On May 11, 2013, the city of San Antonio, Texas, held a mayoral election for the role of Mayor of San Antonio to serve a two-year term to expire in 2015. Julian Castro, the incumbent Mayor, was re-elected as mayor of San Antonio with a substantial majority, avoiding a runoff and earning a third term. Under Texas law, all municipal elections are officially nonpartisan.

==Background==
Julian Castro, who was first elected mayor in the 2009 mayoral election, was re-elected in 2011 with an overwhelming majority, facing limited opposition and chose to seek re-election to a third term in this election.

==Candidates==
After the deadline to file passed, pundits noted that Julian Castro would likely secure re-election as no major challengers had opted to run for the second consecutive time, and the six challengers that did file did not make significant efforts to campaign.

===Declared===
- Julian Castro, then-incumbent Mayor of San Antonio.
- Sergio Falcon
- Michael "Commander" Idrogo
- Jesus G. Reyes
- Irma Rosas
- Rhett R. Smith
- Raymond Zavala

== Results ==
On May 11, 2013, the election for Mayor was held.
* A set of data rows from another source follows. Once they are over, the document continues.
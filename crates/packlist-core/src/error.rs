#[derive(Debug, thiserror::Error)]
pub enum PacklistError {
    #[error("PDF extraction failed: {0}")]
    Extraction(String),

    #[error("pdftotext not found. Install poppler: brew install poppler (macOS) or apt install poppler-utils (Linux)")]
    PdftotextNotFound,

    #[error("pdftotext failed with exit code {code}: {stderr}")]
    PdftotextFailed { code: i32, stderr: String },

    #[error("failed to parse document: {0}")]
    ParseError(String),

    #[error("structured extractor failed: {0}")]
    Structured(String),

    #[error("unknown factory '{0}'. Known factories: SOUTH ASIA, OCEAN LANKA")]
    UnknownFactory(String),

    #[error("spreadsheet export failed: {0}")]
    Export(String),

    #[error("IO error: {0}")]
    Io(#[from] std::io::Error),

    #[error("JSON error: {0}")]
    Json(#[from] serde_json::Error),
}
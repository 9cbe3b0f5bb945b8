pub mod pdftotext;

use crate::error::PacklistError;

/// One table grid detected on a page: ordered rows of cell strings, as
/// grouped by the backend's grid-line detection.
pub type TableGrid = Vec<Vec<String>>;

/// Content extracted from a single page of a PDF.
#[derive(Debug, Clone, Default)]
pub struct PageContent {
    pub page_number: usize,
    pub text: String,
    /// Detected table grids, when the backend supports grid detection.
    /// Text-only backends leave this empty.
    pub tables: Vec<TableGrid>,
}

/// Trait for PDF text/table extraction backends.
pub trait PdfExtractor: Send + Sync {
    /// Extract content from PDF bytes, returning one PageContent per page.
    fn extract_pages(&self, pdf_bytes: &[u8]) -> Result<Vec<PageContent>, PacklistError>;

    /// Name of this extraction backend (for diagnostics).
    fn backend_name(&self) -> &str;
}
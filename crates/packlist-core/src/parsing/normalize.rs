use crate::model::{Factory, LineRecord, RawRow, ShipmentHeader, UNKNOWN};
use crate::parsing::values::parse_quantity;

/// Merge a raw row with the header snapshot into a LineRecord.
///
/// Header fields are copied verbatim with an "N/A" fallback. A row that
/// carries no lot of its own inherits the header's main batch number.
/// Returns None when either quantity fails numeric coercion; the whole
/// record is dropped, never emitted with a substituted zero.
pub fn normalize_row(
    raw: &RawRow,
    header: &ShipmentHeader,
    factory: Factory,
    file: &str,
) -> Option<LineRecord> {
    let net_weight_kg = parse_quantity(&raw.weight)?;
    let net_length_yd = parse_quantity(&raw.length)?;

    let batch_no = header.batch_no.clone().unwrap_or_else(|| UNKNOWN.into());
    let lot_batch = raw.lot_batch.clone().unwrap_or_else(|| batch_no.clone());

    Some(LineRecord {
        factory,
        file: file.to_string(),
        shipment_id: header.shipment_id.clone().unwrap_or_else(|| UNKNOWN.into()),
        batch_no,
        colour: header.colour.clone().unwrap_or_else(|| UNKNOWN.into()),
        fabric_type: header.fabric_type.clone().unwrap_or_else(|| UNKNOWN.into()),
        roll_no: raw.roll_no.clone(),
        lot_batch,
        net_weight_kg,
        net_length_yd,
    })
}
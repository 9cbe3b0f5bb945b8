use crate::model::ShipmentHeader;
use regex::Regex;

/// Which header field a matched value feeds.
#[derive(Debug, Clone, Copy, PartialEq, Eq)]
pub enum HeaderField {
    ShipmentId,
    BatchNo,
    Colour,
    FabricType,
}

/// Per-document cache of shipment header fields.
///
/// Created empty when a document starts and discarded when the next one
/// begins. A field found on one page persists for subsequent pages of the
/// same document; a page with no match leaves the cached value untouched.
#[derive(Debug, Clone, Default)]
pub struct HeaderCache {
    header: ShipmentHeader,
}

impl HeaderCache {
    pub fn new() -> Self {
        HeaderCache::default()
    }

    /// Record a field value. Empty and "null" values count as not found
    /// and never overwrite an earlier match; anything else overwrites.
    pub fn record(&mut self, field: HeaderField, value: &str) {
        let value = value.trim();
        if value.is_empty() || value.eq_ignore_ascii_case("null") {
            return;
        }
        let slot = match field {
            HeaderField::ShipmentId => &mut self.header.shipment_id,
            HeaderField::BatchNo => &mut self.header.batch_no,
            HeaderField::Colour => &mut self.header.colour,
            HeaderField::FabricType => &mut self.header.fabric_type,
        };
        *slot = Some(value.to_string());
    }

    /// Copy of the current known header, taken at row-emission time.
    pub fn snapshot(&self) -> ShipmentHeader {
        self.header.clone()
    }
}

/// Apply a label-anchored pattern to page text and return the first
/// capture group, trimmed. An empty capture counts as "not found", not as
/// a deliberate blank.
pub fn capture<'t>(re: &Regex, text: &'t str) -> Option<&'t str> {
    let m = re.captures(text)?.get(1)?;
    let value = m.as_str().trim();
    if value.is_empty() {
        None
    } else {
        Some(value)
    }
}
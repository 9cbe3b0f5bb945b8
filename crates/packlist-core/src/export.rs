use rust_decimal::prelude::ToPrimitive;
use rust_xlsxwriter::Workbook;

use crate::error::PacklistError;
use crate::model::LineRecord;

/// Output column order. The exported sheet carries one row per record
/// under a header row with exactly these titles.
pub const COLUMNS: [&str; 10] = [
    "Factory",
    "File",
    "Delivery/Shipment ID",
    "Main Batch",
    "Color",
    "Fabric Type",
    "Roll No",
    "Lot Batch",
    "Net Weight (Kg)",
    "Net Length (yd)",
];

/// Render the record collection as a single-sheet xlsx workbook.
pub fn to_xlsx(records: &[LineRecord]) -> Result<Vec<u8>, PacklistError> {
    let mut workbook = Workbook::new();
    let sheet = workbook.add_worksheet();

    for (col, title) in COLUMNS.iter().enumerate() {
        sheet
            .write_string(0, col as u16, *title)
            .map_err(export_err)?;
    }

    for (i, record) in records.iter().enumerate() {
        let row = (i + 1) as u32;
        sheet
            .write_string(row, 0, record.factory.to_string())
            .map_err(export_err)?;
        sheet
            .write_string(row, 1, record.file.as_str())
            .map_err(export_err)?;
        sheet
            .write_string(row, 2, record.shipment_id.as_str())
            .map_err(export_err)?;
        sheet
            .write_string(row, 3, record.batch_no.as_str())
            .map_err(export_err)?;
        sheet
            .write_string(row, 4, record.colour.as_str())
            .map_err(export_err)?;
        sheet
            .write_string(row, 5, record.fabric_type.as_str())
            .map_err(export_err)?;
        sheet
            .write_string(row, 6, record.roll_no.as_str())
            .map_err(export_err)?;
        sheet
            .write_string(row, 7, record.lot_batch.as_str())
            .map_err(export_err)?;
        sheet
            .write_number(row, 8, record.net_weight_kg.to_f64().unwrap_or_default())
            .map_err(export_err)?;
        sheet
            .write_number(row, 9, record.net_length_yd.to_f64().unwrap_or_default())
            .map_err(export_err)?;
    }

    workbook.save_to_buffer().map_err(export_err)
}

fn export_err(e: rust_xlsxwriter::XlsxError) -> PacklistError {
    PacklistError::Export(e.to_string())
}

#[cfg(test)]
mod tests {
    use super::*;
    use crate::model::Factory;
    use calamine::Reader;
    use rust_decimal_macros::dec;
    use std::io::Cursor;

    #[test]
    fn test_export_reads_back_with_header_row_first() {
        let records = vec![LineRecord {
            factory: Factory::OceanLanka,
            file: "ol.pdf".into(),
            shipment_id: "OL9921".into(),
            batch_no: "B123".into(),
            colour: "B123 NAVY".into(),
            fabric_type: "Single Jersey".into(),
            roll_no: "12".into(),
            lot_batch: "B123".into(),
            net_weight_kg: dec!(14.35),
            net_length_yd: dec!(52.00),
        }];

        let bytes = to_xlsx(&records).unwrap();
        let mut workbook: calamine::Xlsx<_> =
            calamine::open_workbook_from_rs(Cursor::new(bytes)).unwrap();
        let sheet = workbook.worksheet_range("Sheet1").unwrap();

        for (col, title) in COLUMNS.iter().enumerate() {
            assert_eq!(
                sheet.get_value((0, col as u32)),
                Some(&calamine::Data::String(title.to_string()))
            );
        }

        assert_eq!(
            sheet.get_value((1, 0)),
            Some(&calamine::Data::String("OCEAN LANKA".into()))
        );
        assert_eq!(
            sheet.get_value((1, 6)),
            Some(&calamine::Data::String("12".into()))
        );
        assert_eq!(sheet.get_value((1, 8)), Some(&calamine::Data::Float(14.35)));
        assert_eq!(sheet.get_value((1, 9)), Some(&calamine::Data::Float(52.0)));
    }

    #[test]
    fn test_export_empty_records_still_has_header() {
        let bytes = to_xlsx(&[]).unwrap();
        let mut workbook: calamine::Xlsx<_> =
            calamine::open_workbook_from_rs(Cursor::new(bytes)).unwrap();
        let sheet = workbook.worksheet_range("Sheet1").unwrap();
        assert_eq!(
            sheet.get_value((0, 0)),
            Some(&calamine::Data::String("Factory".into()))
        );
        assert_eq!(sheet.get_value((1, 0)), None);
    }
}
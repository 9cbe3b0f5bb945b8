mod commands;
mod output;

use clap::{Parser, Subcommand};
use std::path::PathBuf;

#[derive(Parser)]
#[command(
    name = "packlist",
    version,
    about = "Bulk packing-list extractor for textile factory delivery documents"
)]
struct Cli {
    #[command(subcommand)]
    command: Commands,
}

#[derive(Subcommand)]
enum Commands {
    /// Extract line records from one or more packing-list PDFs
    Extract {
        /// Factory that produced the documents: "south asia" or "ocean lanka"
        factory: String,

        /// PDF files, processed in the order given
        #[arg(required = true)]
        files: Vec<PathBuf>,

        /// Output format: table (default) or json
        #[arg(short, long, default_value = "table")]
        output: String,

        /// Write the records to an xlsx workbook
        #[arg(short = 'O', long = "out", value_name = "FILE")]
        out: Option<PathBuf>,

        /// Print aggregate totals per shipment and per batch/colour
        #[arg(long)]
        summary: bool,

        /// Gemini API key for the structured extraction strategy
        /// (repeatable; keys are tried in order until one succeeds)
        #[arg(long = "ai-key", value_name = "KEY")]
        ai_keys: Vec<String>,

        /// Gemini model used with --ai-key
        #[arg(long = "ai-model", value_name = "NAME", default_value = "gemini-1.5-flash")]
        ai_model: String,
    },
}

fn main() {
    let cli = Cli::parse();

    let result = match cli.command {
        Commands::Extract {
            factory,
            files,
            output,
            out,
            summary,
            ai_keys,
            ai_model,
        } => commands::extract::run(&factory, files, &output, out, summary, ai_keys, &ai_model),
    };

    if let Err(e) = result {
        eprintln!("Error: {e}");
        std::process::exit(1);
    }
}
Julian Castro secured re-election with over 66% of the vote, thus negating the need of a runoff election.

San Antonio Mayor, 2013 Regular election, May 11, 2013
| Candidate |  | Votes | % | ± |
|---|---|---|---|---|
| ✓ | Julian Castro | 29,454 | 66.51% | -14.93% |
|  | Rhett R. Smith | 5,807 | 13.11% | +8.00% |
|  | Jesus G. Reyes | 2,934 | 6.63% |  |
|  | Michael "Commander" Idrogo | 2,298 | 5.19% | +2.47% |
|  | Raymond Zavala | 1,472 | 3.32% |  |
|  | Irma Rosas | 1,461 | 3.30% |  |
|  | Sergio Falcon | 857 | 1.94% |  |
| Turnout |  | 44.823 | 5.79%* |  |

- Vote percentage include all of Bexar County with a total of 8,764 either voting in another municipal election, casting a spoiled vote or casting no ballot for San Antonio mayor.

==Later Events==
Despite being elected to a third term as Mayor, Julian Castro would ultimately not serve the full term, as he was nominated and confirmed by the United States Senate to become the United States Secretary of Housing and Urban Development, a role he would serve until the end of the Obama administration on January 20, 2017. The vacancy in the mayoralty was filled by an internal election of the City Council, leading to Ivy Taylor being selected to serve the balance of the term until the 2015 mayoral election.